Problem >> For the word "trimmed", tally the lines of the data that contain it and give the tally alone.

___ Available data ___

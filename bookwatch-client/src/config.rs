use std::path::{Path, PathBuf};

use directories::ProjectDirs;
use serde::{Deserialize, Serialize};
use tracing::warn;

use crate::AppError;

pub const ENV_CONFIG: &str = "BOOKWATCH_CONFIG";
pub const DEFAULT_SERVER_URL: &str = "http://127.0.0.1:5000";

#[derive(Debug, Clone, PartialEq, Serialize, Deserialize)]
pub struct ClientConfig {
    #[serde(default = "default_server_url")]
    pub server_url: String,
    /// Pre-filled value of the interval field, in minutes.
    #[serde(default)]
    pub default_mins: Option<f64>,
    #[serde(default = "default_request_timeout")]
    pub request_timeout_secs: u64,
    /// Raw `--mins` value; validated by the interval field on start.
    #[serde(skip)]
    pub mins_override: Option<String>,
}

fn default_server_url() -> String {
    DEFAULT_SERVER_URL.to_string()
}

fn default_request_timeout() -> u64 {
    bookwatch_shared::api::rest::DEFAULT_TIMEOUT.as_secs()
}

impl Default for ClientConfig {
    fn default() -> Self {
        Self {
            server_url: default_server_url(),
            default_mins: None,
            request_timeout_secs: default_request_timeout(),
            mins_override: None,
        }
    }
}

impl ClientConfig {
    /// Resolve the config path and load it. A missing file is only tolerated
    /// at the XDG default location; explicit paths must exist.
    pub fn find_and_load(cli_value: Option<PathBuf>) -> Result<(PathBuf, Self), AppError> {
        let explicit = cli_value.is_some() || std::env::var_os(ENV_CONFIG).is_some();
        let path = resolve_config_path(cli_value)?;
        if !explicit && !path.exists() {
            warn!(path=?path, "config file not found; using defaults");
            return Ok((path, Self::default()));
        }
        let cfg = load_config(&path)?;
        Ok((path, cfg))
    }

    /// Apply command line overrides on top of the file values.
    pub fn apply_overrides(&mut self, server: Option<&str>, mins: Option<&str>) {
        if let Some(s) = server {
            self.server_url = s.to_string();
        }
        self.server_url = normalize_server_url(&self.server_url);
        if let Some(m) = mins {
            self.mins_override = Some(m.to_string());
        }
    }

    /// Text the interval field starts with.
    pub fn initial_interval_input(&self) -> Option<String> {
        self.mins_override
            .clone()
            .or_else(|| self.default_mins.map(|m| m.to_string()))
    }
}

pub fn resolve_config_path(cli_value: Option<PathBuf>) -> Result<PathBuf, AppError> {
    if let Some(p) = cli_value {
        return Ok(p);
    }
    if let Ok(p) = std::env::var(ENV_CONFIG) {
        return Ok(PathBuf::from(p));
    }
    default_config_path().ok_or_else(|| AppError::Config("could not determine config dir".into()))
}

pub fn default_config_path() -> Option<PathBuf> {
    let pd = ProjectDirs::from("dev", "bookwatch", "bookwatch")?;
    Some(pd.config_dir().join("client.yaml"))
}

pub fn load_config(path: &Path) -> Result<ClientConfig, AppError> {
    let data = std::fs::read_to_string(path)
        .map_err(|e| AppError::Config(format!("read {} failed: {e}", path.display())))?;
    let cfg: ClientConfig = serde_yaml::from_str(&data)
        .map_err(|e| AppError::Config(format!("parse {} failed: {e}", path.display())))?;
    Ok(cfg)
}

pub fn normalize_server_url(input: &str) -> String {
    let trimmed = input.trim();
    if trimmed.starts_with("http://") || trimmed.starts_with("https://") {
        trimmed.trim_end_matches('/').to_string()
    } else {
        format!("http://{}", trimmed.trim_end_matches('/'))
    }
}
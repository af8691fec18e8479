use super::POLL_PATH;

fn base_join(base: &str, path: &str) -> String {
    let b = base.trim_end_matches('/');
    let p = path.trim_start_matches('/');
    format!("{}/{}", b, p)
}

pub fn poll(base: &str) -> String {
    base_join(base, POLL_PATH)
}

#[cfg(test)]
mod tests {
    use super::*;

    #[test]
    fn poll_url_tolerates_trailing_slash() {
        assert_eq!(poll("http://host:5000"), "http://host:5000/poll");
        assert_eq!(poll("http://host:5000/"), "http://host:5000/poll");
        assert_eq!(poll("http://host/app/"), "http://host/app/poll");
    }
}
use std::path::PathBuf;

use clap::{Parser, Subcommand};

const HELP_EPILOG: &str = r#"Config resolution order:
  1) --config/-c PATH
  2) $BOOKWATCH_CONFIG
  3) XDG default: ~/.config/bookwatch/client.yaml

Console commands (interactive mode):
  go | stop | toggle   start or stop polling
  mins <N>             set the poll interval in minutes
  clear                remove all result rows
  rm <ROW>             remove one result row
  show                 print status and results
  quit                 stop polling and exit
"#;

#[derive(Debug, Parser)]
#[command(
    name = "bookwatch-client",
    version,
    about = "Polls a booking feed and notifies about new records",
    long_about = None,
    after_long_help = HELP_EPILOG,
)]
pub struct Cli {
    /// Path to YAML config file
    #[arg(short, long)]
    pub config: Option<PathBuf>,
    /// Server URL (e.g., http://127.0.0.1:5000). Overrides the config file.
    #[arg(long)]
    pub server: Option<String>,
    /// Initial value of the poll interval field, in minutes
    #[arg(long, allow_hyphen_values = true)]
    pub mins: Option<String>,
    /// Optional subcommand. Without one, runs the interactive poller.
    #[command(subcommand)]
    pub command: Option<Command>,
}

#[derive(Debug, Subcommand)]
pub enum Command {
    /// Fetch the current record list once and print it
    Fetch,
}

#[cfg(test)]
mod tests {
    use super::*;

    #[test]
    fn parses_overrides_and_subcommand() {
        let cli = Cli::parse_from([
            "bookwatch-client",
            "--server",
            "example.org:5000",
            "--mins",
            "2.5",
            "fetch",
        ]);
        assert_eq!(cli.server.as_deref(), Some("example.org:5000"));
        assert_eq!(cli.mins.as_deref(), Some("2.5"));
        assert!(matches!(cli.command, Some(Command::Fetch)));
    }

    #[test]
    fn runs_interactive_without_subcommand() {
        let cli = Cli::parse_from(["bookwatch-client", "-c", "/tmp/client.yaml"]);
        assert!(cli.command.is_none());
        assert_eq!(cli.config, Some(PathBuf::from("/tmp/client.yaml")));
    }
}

___

Exercise solution >> 4